About this task -
Write each entry out again exactly, with nothing omitted.

Dataset entries -

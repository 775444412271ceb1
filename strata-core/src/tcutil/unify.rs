use std::rc::Rc;

use strata_ast::{Conref, Evar, FnInfo, Kind, Tvar, Ty, Type};

use super::{
    compress, compress_conref, conref_val, eval_const_uint, free_evars, free_tvars,
    normalize_effect, subst_fn_info, tvar_kind, type_kind, typecmp,
};
use crate::ctx::{Ctx, UnifyFailure};

/// The innermost pair of types that failed to unify.
struct Mismatch {
    t1: Ty,
    t2: Ty,
    reason: Option<String>,
}

type Unified = Result<(), Mismatch>;

fn fail(t1: &Ty, t2: &Ty, reason: Option<&str>) -> Unified {
    Err(Mismatch {
        t1: t1.clone(),
        t2: t2.clone(),
        reason: reason.map(str::to_string),
    })
}

/// Unification state: every in-place write is recorded so a failed
/// unification leaves the types exactly as it found them.
struct Unifier {
    undo: Vec<Box<dyn FnOnce()>>,
}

Solution to the problem -
repository 775444412271ceb1
filename strata-core/src/tcutil/unify.rs
use std::rc::Rc;

use strata_ast::{Conref, Evar, FnInfo, Kind, Tvar, Ty, Type};

use super::{
    compress, compress_conref, conref_val, eval_const_uint, free_evars, free_tvars,
    normalize_effect, subst_fn_info, tvar_kind, type_kind, typecmp,
};
use crate::ctx::{Ctx, UnifyFailure};

/// The innermost pair of types that failed to unify.
struct Mismatch {
    t1: Ty,
    t2: Ty,
    reason: Option<String>,
}

type Unified = Result<(), Mismatch>;

fn fail(t1: &Ty, t2: &Ty, reason: Option<&str>) -> Unified {
    Err(Mismatch {
        t1: t1.clone(),
        t2: t2.clone(),
        reason: reason.map(str::to_string),
    })
}

/// Unification state: every in-place write is recorded so a failed
/// unification leaves the types exactly as it found them.
struct Unifier {
    undo: Vec<Box<dyn FnOnce()>>,
}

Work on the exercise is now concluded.